The solidarity Vincent Marissal challenged the Minister of Health in a parliamentary committee to ask him to regulate the Wild West which is rife in the consultation of family doctors disaffiliated with the Régie de l’assurance santé du Québec (RAMQ) and that the we pay with our credit card. The price of certain services varies from one clinic to another from one to four times.

Minister Dubé recognized the problem from the outset and would consider regulating this western appearance surrounding private clinics in Quebec. Although the current situation needs to be corrected, the Health Solidarity Coalition considers that it is necessary to prevent the solution put in place from normalizing private practice in medicine.

For our Coalition, the solution is not to regulate the private sector, but rather to deprivatize the provision of health care and social services in Quebec. The Canadian Health Act (CHA) is clear: provinces must offer their population universal and free access to medical services without having to pay any money. It is also prohibited to overcharge and impose user fees. The Wild West in private health is in clear violation of the LCS, and Minister Dubé should demonstrate an embarrassment that pushes action other than by juggling structures.

Quebecers have great difficulty gaining access to public medical services. As health is priceless, we understand those who choose to take out their wallet. They often don’t have time to shop around and can be charged more than $1,000 for a few consultations. A Minister of Health keen to enforce law and order should respond that it is abnormal that these sick people do not have access to a doctor affiliated with the RAMQ, that he will therefore bring the 500 disaffiliated general practitioners back into the network, that it is inexplicable that we have to pay for health care provided by the State, that we cannot tolerate that we must have the means to receive care and that the prices for the same health service should not be able to vary.
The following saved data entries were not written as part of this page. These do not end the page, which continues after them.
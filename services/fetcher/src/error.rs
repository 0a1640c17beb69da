use axum::{
    http::StatusCode,
    response::{IntoResponse, Response},
    Json,
};
use thiserror::Error;
use uuid::Uuid;

use crate::types_jobs::JobState;

#[derive(Debug, Error)]
pub enum DownloadError {
    #[error("cancelled")]
    Cancelled,
    #[error("origin request failed: {0}")]
    Request(#[from] reqwest::Error),
    #[error("origin returned HTTP {0}")]
    Status(u16),
    /// `anonymous` when the tool ran without a cookies file.
    #[error("extractor exited with {status}: {detail}")]
    Extractor { status: String, detail: String, anonymous: bool },
    #[error("extractor finished without producing a media file")]
    NoArtifact { anonymous: bool },
    #[error("failed to start extractor: {0}")]
    Spawn(std::io::Error),
    #[error("file exceeds the {limit} byte ceiling")]
    TooLarge { limit: u64 },
    #[error("io: {0}")]
    Io(#[from] std::io::Error),
}

impl DownloadError {
    /// Origin refused access, most often for lack of cookies.
    pub fn is_access_denied(&self) -> bool {
        match self {
            DownloadError::Status(code) => matches!(code, 401 | 403),
            DownloadError::Request(e) => e
                .status()
                .map(|s| s == reqwest::StatusCode::FORBIDDEN || s == reqwest::StatusCode::UNAUTHORIZED)
                .unwrap_or(false),
            DownloadError::Extractor { anonymous: true, .. } | DownloadError::NoArtifact { anonymous: true } => true,
            DownloadError::Extractor { detail, .. } => {
                let d = detail.to_ascii_lowercase();
                d.contains("403") || d.contains("forbidden") || d.contains("cookies")
            }
            _ => false,
        }
    }
}

#[derive(Debug, Error)]
pub enum DeliveryError {
    #[error("chat api request failed: {0}")]
    Http(#[from] reqwest::Error),
    #[error("chat api rejected the call: {0}")]
    Api(String),
    #[error("io: {0}")]
    Io(#[from] std::io::Error),
}

#[derive(Debug, Error)]
pub enum ArchiveError {
    #[error("no backup channel configured")]
    Disabled,
    #[error("upload to backup channel failed: {0}")]
    Upload(#[from] DeliveryError),
}

#[derive(Debug, Error)]
pub enum JobError {
    #[error("cancelled")]
    Cancelled,
    #[error(transparent)]
    Download(DownloadError),
    #[error("delivery failed: {0}")]
    Delivery(#[from] DeliveryError),
    #[error("workspace: {0}")]
    Workspace(std::io::Error),
}

impl From<DownloadError> for JobError {
    fn from(e: DownloadError) -> Self {
        match e {
            DownloadError::Cancelled => JobError::Cancelled,
            other => JobError::Download(other),
        }
    }
}

impl JobError {
    pub fn terminal_state(&self) -> JobState {
        match self {
            JobError::Cancelled => JobState::Cancelled,
            _ => JobState::Failed,
        }
    }
}

#[derive(Debug, Error)]
pub enum IntakeError {
    #[error("invalid request: {0}")]
    Invalid(String),
    #[error("requester already has an active job")]
    AlreadyActive { active_job_id: Uuid },
    #[error("job {0} is already registered")]
    DuplicateJob(Uuid),
    #[error("job queue is full")]
    QueueFull,
    #[error("job queue is closed")]
    QueueClosed,
}

impl IntoResponse for IntakeError {
    fn into_response(self) -> Response {
        match self {
            IntakeError::AlreadyActive { active_job_id } => (
                StatusCode::CONFLICT,
                Json(serde_json::json!({
                    "error": "already_active",
                    "active_job_id": active_job_id,
                })),
            )
                .into_response(),
            IntakeError::Invalid(msg) => (
                StatusCode::BAD_REQUEST,
                Json(serde_json::json!({ "error": msg })),
            )
                .into_response(),
            other => (
                StatusCode::SERVICE_UNAVAILABLE,
                Json(serde_json::json!({ "error": other.to_string() })),
            )
                .into_response(),
        }
    }
}

#[derive(Debug, Error)]
pub enum AuthError {
    #[error("missing bearer token")]
    Missing,
    #[error("invalid bearer token")]
    Invalid,
}

impl IntoResponse for AuthError {
    fn into_response(self) -> Response {
        let status = match self {
            AuthError::Missing => StatusCode::UNAUTHORIZED,
            AuthError::Invalid => StatusCode::FORBIDDEN,
        };
        (status, Json(serde_json::json!({ "error": self.to_string() }))).into_response()
    }
}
Let us add that the Minister of Health could also contact the Minister of Finance to propose to relieve taxpayers of a sum unnecessarily inflating the vast deficit that he has just highlighted. We will soon have to renegotiate their employment contracts with doctors. Mr. Girard would surely like to know that 15% of public health spending relates to doctors, while they only represent 6% of the workforce. A doctor here earns eight times the average salary of other workers while, for the average of OECD countries, the ratio is three to one. Several billions escape us each year. A situation which endangers many other essential health services.
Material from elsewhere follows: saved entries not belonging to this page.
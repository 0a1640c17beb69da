use std::time::Duration;

use chrono::Utc;
use hmac::{Hmac, Mac};
use serde::Serialize;
use sha2::Sha256;
use tracing::{debug, warn};
use uuid::Uuid;

use crate::types_jobs::{JobEvent, JobState};

const TIMEOUT: Duration = Duration::from_secs(5);

type HmacSha256 = Hmac<Sha256>;

#[derive(Debug, Serialize)]
struct ReleasePayload {
    user_id: i64,
    job_id: Uuid,
    state: JobState,
}

/// Tells an external intake tier that a requester's job is over.
#[derive(Clone)]
pub struct ReleaseNotifier {
    client: reqwest::Client,
    url: Option<String>,
    secret: String,
}

impl ReleaseNotifier {
    pub fn new(url: Option<String>, secret: String) -> Self {
        let client = reqwest::Client::builder()
            .timeout(TIMEOUT)
            .build()
            .unwrap_or_else(|_| reqwest::Client::new());
        Self { client, url, secret }
    }

    pub fn disabled() -> Self {
        Self::new(None, String::new())
    }

    /// Fire and forget. Terminal events only.
    pub fn notify(&self, ev: &JobEvent) {
        let Some(url) = self.url.clone() else { return };
        if !ev.state.is_terminal() {
            return;
        }
        let payload = ReleasePayload { user_id: ev.requester_id, job_id: ev.job_id, state: ev.state };
        let body = match serde_json::to_string(&payload) {
            Ok(b) => b,
            Err(e) => {
                warn!("release: encode failed: {e}");
                return;
            }
        };
        let client = self.client.clone();
        let secret = self.secret.clone();
        let job_id = ev.job_id;
        tokio::spawn(async move {
            let ts = Utc::now().timestamp();
            let signature = sign_payload(&secret, ts, &body);
            let res = client
                .post(&url)
                .bearer_auth(&secret)
                .header("Content-Type", "application/json")
                .header("X-Timestamp", ts.to_string())
                .header("X-Signature", signature)
                .body(body)
                .send()
                .await;
            match res {
                Ok(r) if r.status().is_success() => debug!(job_id=%job_id, "release: delivered"),
                Ok(r) => warn!(job_id=%job_id, status=%r.status(), "release: rejected"),
                Err(e) => warn!(job_id=%job_id, "release: failed: {e}"),
            }
        });
    }
}

/// Hex HMAC-SHA256 over `"{ts}.{body}"`.
pub fn sign_payload(secret: &str, ts: i64, body: &str) -> String {
    let payload = format!("{}.{}", ts, body);
    let Ok(mut mac) = HmacSha256::new_from_slice(secret.as_bytes()) else {
        return String::new();
    };
    mac.update(payload.as_bytes());
    hex::encode(mac.finalize().into_bytes())
}

#[cfg(test)]
mod tests {
    use super::*;

    #[test]
    fn signature_is_stable_and_keyed() {
        let a = sign_payload("secret", 1700000000, "{}");
        assert_eq!(a.len(), 64);
        assert_eq!(a, sign_payload("secret", 1700000000, "{}"));
        assert_ne!(a, sign_payload("other", 1700000000, "{}"));
        assert_ne!(a, sign_payload("secret", 1700000001, "{}"));
    }
}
What seems obvious to the population to improve access to care, as well as the financial health of the State and families, seems to be less so for a minister busy once again reforming structures. A new reform which, like the previous ones, will only further undermine the functioning of a public network built in the 1970s precisely to get us out of an almost entirely private system. We are playing “Once Upon a Time in the West” again in Quebec. We don’t need a sheriff who sets prices, we need to leave this bad cinema and find the light of a modern, public, accessible and free network.